In 1989 the powerful Loma Prieta earthquake wrecked the original double-deck span, but less than two months later the bridge reopened. Caltrans, the massive state government agency, wanted to retrofit the span at a cost of $230 million, which even then shaped up as a decent deal. But then Caltrans bosses saw an opportunity to make more work for themselves and proposed a spanking new span for $1 billion. As Mary Theroux noted, the tab is now $6.4 billion “with no end in sight.” All that runaway spending, however, has not prevented safety concerns such as bolts and rods that could well break during an earthquake. How could all that happen?
As the Sacramento Bee noted, members of a review panel created by the state’s Legislative Analyst had “financial and professional ties to the California Department of Transportation and Bay Bridge contractors.” And that panel was formed after a Bee investigation revealed conflicts of interest in a Caltrans review panel that pronounced the bridge’s foundations to be sound. State senator Mark DeSaulnier, chairman of the Transportation and Housing Committee, told the Bee “There’s no sense in paying 100 grand to have someone summarily approve everything Caltrans has done. We need an independent review.” He is right, but there’s more to the story.
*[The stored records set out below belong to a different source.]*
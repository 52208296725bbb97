//! Client configuration (layered: code > env > defaults).

use std::time::Duration;

use crate::auth::claims::DEFAULT_EXPIRY_THRESHOLD_SECS;
use crate::client::RefreshPolicy;

pub const DEFAULT_API_BASE_URL: &str = "http://localhost:8080";
pub const DEFAULT_REFRESH_ROUTE: &str = "/oauth/refresh";
pub const DEFAULT_LOGOUT_ROUTE: &str = "/oauth/logout";
pub const DEFAULT_REQUEST_TIMEOUT_SECS: u64 = 30;

/// Google OAuth client settings used to build the consent URL.
#[derive(Debug, Clone, PartialEq, Eq)]
pub struct GoogleOAuthConfig {
    pub client_id: String,
    /// Backend callback that exchanges the code and redirects back with `?token=`.
    pub redirect_uri: String,
}

/// Settings for talking to the JobBlog API.
///
/// # Example
/// ```
/// use jobblog::config::ClientConfig;
///
/// let config = ClientConfig::new("https://api.jobblog.dev")
///     .with_expiry_threshold_secs(120);
/// assert_eq!(config.refresh_policy().expiry_threshold_secs, 120);
/// ```
#[derive(Debug, Clone, PartialEq, Eq)]
pub struct ClientConfig {
    pub base_url: String,
    pub refresh_route: String,
    pub logout_route: String,
    pub expiry_threshold_secs: i64,
    pub request_timeout: Duration,
    pub google: Option<GoogleOAuthConfig>,
}

impl Default for ClientConfig {
    fn default() -> Self {
        Self::new(DEFAULT_API_BASE_URL)
    }
}

impl ClientConfig {
    pub fn new(base_url: impl Into<String>) -> Self {
        Self {
            base_url: base_url.into(),
            refresh_route: DEFAULT_REFRESH_ROUTE.to_string(),
            logout_route: DEFAULT_LOGOUT_ROUTE.to_string(),
            expiry_threshold_secs: DEFAULT_EXPIRY_THRESHOLD_SECS,
            request_timeout: Duration::from_secs(DEFAULT_REQUEST_TIMEOUT_SECS),
            google: None,
        }
    }

    /// Load from environment variables (`JOBBLOG_API_BASE_URL`, ...).
    ///
    /// A `.env` file is honoured if present. Unparseable numbers fall back to
    /// their defaults with a warning.
    pub fn from_env() -> Self {
        let _ = dotenvy::dotenv(); // load .env if present, ignore error
        Self::from_lookup(|key| std::env::var(key).ok())
    }

    /// Build from an arbitrary key lookup (env, test map, ...).
    pub fn from_lookup(lookup: impl Fn(&str) -> Option<String>) -> Self {
        let mut config = Self::new(
            lookup("JOBBLOG_API_BASE_URL").unwrap_or_else(|| DEFAULT_API_BASE_URL.to_string()),
        );

        if let Some(raw) = lookup("JOBBLOG_REFRESH_THRESHOLD_SECS") {
            match raw.trim().parse::<i64>() {
                Ok(secs) if secs >= 0 => config.expiry_threshold_secs = secs,
                _ => tracing::warn!(value = %raw, "ignoring invalid JOBBLOG_REFRESH_THRESHOLD_SECS"),
            }
        }

        if let Some(raw) = lookup("JOBBLOG_REQUEST_TIMEOUT_SECS") {
            match raw.trim().parse::<u64>() {
                Ok(secs) if secs > 0 => config.request_timeout = Duration::from_secs(secs),
                _ => tracing::warn!(value = %raw, "ignoring invalid JOBBLOG_REQUEST_TIMEOUT_SECS"),
            }
        }

        if let (Some(client_id), Some(redirect_uri)) = (
            lookup("JOBBLOG_GOOGLE_CLIENT_ID"),
            lookup("JOBBLOG_GOOGLE_REDIRECT_URI"),
        ) {
            config.google = Some(GoogleOAuthConfig {
                client_id,
                redirect_uri,
            });
        }

        config
    }

    pub fn with_base_url(mut self, base_url: impl Into<String>) -> Self {
        self.base_url = base_url.into();
        self
    }

    pub fn with_expiry_threshold_secs(mut self, secs: i64) -> Self {
        self.expiry_threshold_secs = secs;
        self
    }

    pub fn with_request_timeout(mut self, timeout: Duration) -> Self {
        self.request_timeout = timeout;
        self
    }

    pub fn with_google(mut self, google: GoogleOAuthConfig) -> Self {
        self.google = Some(google);
        self
    }

    pub fn refresh_policy(&self) -> RefreshPolicy {
        RefreshPolicy {
            refresh_route: self.refresh_route.clone(),
            expiry_threshold_secs: self.expiry_threshold_secs,
        }
    }
}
Jerry Brown, raised in San Francisco and a former mayor of Oakland, doubtless sees the new bridge as part of his legacy. It’s actually a monument to the way government operates. A retrofit the original span would have been more prudent course but government usually prefers the more expensive and complicated course. Waste is inherent in the system and when safety concerns surface, politicians shrug and say “look, s— happens.”